Her dreams are nothing more than washed out memories now, exhaustion from the demands of maintaining straight As and being the cheerleading captain and traversing the landmines of social structure wiping away her mind's ability to take her to Narnia, to Middle Earth, to any of the hundreds of fantasy lands she created in her own imagination. Instead she falls asleep and travels back to the leather chair she read in, the sun-bright chairs in the cafeteria in the first grade, the first day she walked down McKinley's hallways to a sea of students parting around her figure and beauty.

She makes a point to know where she stands socially at all times, eavesdropping and cajoling information out of those below her. She knows that there are some in awe of her, who believe she will go anywhere; some hate her, the way she hated those who bullied her; some pity her, convinced she will peak at senior prom and never do anything else. The words turn over and over in her head every night as she lays in bed, awake despite her body's fatigue and her mind's desperate need for respite. She sinks into recurring dreams of drifting through a grainy gray world, coated in frozen blue and highlighted with slashes of red as she screams at the people who stare adoringly at her; they simply nod and smile and wave, leaving her trapped in something cold and blue that she can't escape.

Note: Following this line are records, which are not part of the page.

use std::{fs, thread::sleep, time::Duration};

use serial_test::serial;
use tempfile::tempdir;

#[test]
#[serial]
fn writes_log_file_and_ignores_second_init() {
    let dir = tempdir().unwrap();
    let path = dir.path().join("log.txt");

    fib_overlay::logging::init(true, Some(path.clone()));
    tracing::info!("overlay log line");

    sleep(Duration::from_millis(100));

    assert!(path.exists(), "log file was not created");
    let contents = fs::read_to_string(&path).unwrap();
    assert!(contents.contains("overlay log line"));

    // second init must leave the first subscriber in place
    fib_overlay::logging::init(false, None);
    tracing::info!("after reinit");
    sleep(Duration::from_millis(100));
    let contents = fs::read_to_string(&path).unwrap();
    assert!(contents.contains("after reinit"));
}
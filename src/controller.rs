use crate::levels::DrawKey;
use crate::messages::{InputEvent, PumpOutcome};
use crate::selection::Selection;
use std::sync::mpsc::{Receiver, TryRecvError};

/// Single consumer of hook events. Owns the selection; settings are passed in
/// read-only on every pump.
pub struct OverlayController {
    input_rx: Receiver<InputEvent>,
    selection: Selection,
    hook_lost: bool,
}

impl OverlayController {
    pub fn new(input_rx: Receiver<InputEvent>) -> Self {
        Self {
            input_rx,
            selection: Selection::default(),
            hook_lost: false,
        }
    }

    pub fn selection(&self) -> &Selection {
        &self.selection
    }

    pub fn pump(&mut self, draw_key: DrawKey) -> PumpOutcome {
        let mut outcome = PumpOutcome::default();
        loop {
            match self.input_rx.try_recv() {
                Ok(event) => {
                    let step = self.handle(event, draw_key);
                    outcome.repaint |= step.repaint;
                    outcome.exit |= step.exit;
                }
                Err(TryRecvError::Empty) => break,
                Err(TryRecvError::Disconnected) => {
                    if !self.hook_lost {
                        tracing::warn!("input hook disconnected");
                    }
                    self.hook_lost = true;
                    break;
                }
            }
        }
        outcome
    }

    pub fn handle(&mut self, event: InputEvent, draw_key: DrawKey) -> PumpOutcome {
        let repaint = match event {
            InputEvent::KeyPressed(c) if draw_key.matches(c) => self.selection.press_draw_key(),
            InputEvent::KeyReleased(c) if draw_key.matches(c) => {
                self.selection.release_draw_key()
            }
            InputEvent::KeyPressed(_) | InputEvent::KeyReleased(_) => false,
            InputEvent::PointerMoved(point) => self.selection.move_pointer(point),
            InputEvent::MouseClicked => self.selection.click(),
            InputEvent::ExitRequested => {
                tracing::info!("exit hotkey pressed");
                return PumpOutcome {
                    repaint: false,
                    exit: true,
                };
            }
        };
        PumpOutcome {
            repaint,
            exit: false,
        }
    }
}
use crate::constants::{MENU_QUIT, MENU_SETTINGS};
use crate::messages::TrayAction;
use anyhow::{Context, Result};
use eframe::egui;
use std::path::Path;

pub struct TrayMenu;

impl TrayMenu {
    pub fn entries() -> [(&'static str, TrayAction); 2] {
        [
            (MENU_SETTINGS, TrayAction::OpenSettings),
            (MENU_QUIT, TrayAction::Quit),
        ]
    }

    pub fn ui(ui: &mut egui::Ui) -> Option<TrayAction> {
        let mut picked = None;
        ui.vertical_centered_justified(|ui| {
            for (label, action) in Self::entries() {
                if ui.button(label).clicked() {
                    picked = Some(action);
                }
            }
        });
        picked
    }
}

/// Decode the application icon for the viewport and tray panel.
pub fn load_icon(path: &Path) -> Result<egui::IconData> {
    let image = image::open(path)
        .with_context(|| format!("load icon {}", path.display()))?
        .into_rgba8();
    let (width, height) = image.dimensions();
    Ok(egui::IconData {
        rgba: image.into_raw(),
        width,
        height,
    })
}

#[cfg(test)]
mod tests {
    use super::*;

    #[test]
    fn menu_lists_settings_then_quit() {
        let entries = TrayMenu::entries();
        assert_eq!(entries[0].1, TrayAction::OpenSettings);
        assert_eq!(entries[1].1, TrayAction::Quit);
    }

    #[test]
    fn icon_is_decoded_to_rgba() {
        let dir = tempfile::tempdir().expect("temp dir");
        let path = dir.path().join("icon.png");
        image::RgbaImage::from_pixel(3, 2, image::Rgba([10, 20, 30, 255]))
            .save(&path)
            .expect("write png");

        let icon = load_icon(&path).expect("load icon");
        assert_eq!((icon.width, icon.height), (3, 2));
        assert_eq!(&icon.rgba[..4], &[10, 20, 30, 255]);
    }

    #[test]
    fn missing_icon_is_an_error() {
        let dir = tempfile::tempdir().expect("temp dir");
        assert!(load_icon(&dir.path().join("missing.png")).is_err());
    }
}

She would set her whole world ablaze just to get away from it all, to take it all back to the better beginning, to bring happiness and monochrome back to her life. But instead, all she has is cheerleading and beauty and a precarious balance on a shifting grayscale.


The first night she sleeps in her new dorm room in New Haven, wrapped up under navy blue sheets and a bathed in the soft shifting lights of a digital picture frame—a going-away gift from Rachel and Tina, handed over with happy tears and already fully loaded—she doesn't dream at all, instead sleeping peacefully through the night. She balances classes with finding groups and clubs to join—the acapella group is out of her each, but there's a small Episcopal church just off campus that welcomes her into their choir, and she somehow winds up in the Student GSA (as much to guilt Santana into joining the one at her own university), taking some freelance photography assignments for the prestigious newspaper, and training to become a group fitness instructor at the gym—and weekly Skype sessions with the therapist from Lima she'd found with Rachel's help earlier that year. Her schedule is hectic and the leaves change more beautifully in Connecticut than they ever had in Ohio, basking her whole world in almost violent colors that are sun-bright and riotous. She's too tired to dream, her therapist says, but the color at Yale is enough to satisfy her.

The first time she goes back to Lima—Christmas, trading one blanket of snow for another in a different state, the brilliance of the Yale campus for the dreary dankness of Lima—and sleeps in her mother's house, she dreams in black and white. When she wakes up the next day, for the first time since a third grade bully named Steve dumped a soda in her backpack and called her a fatty, even the dull colors of Lima, Ohio look vibrant.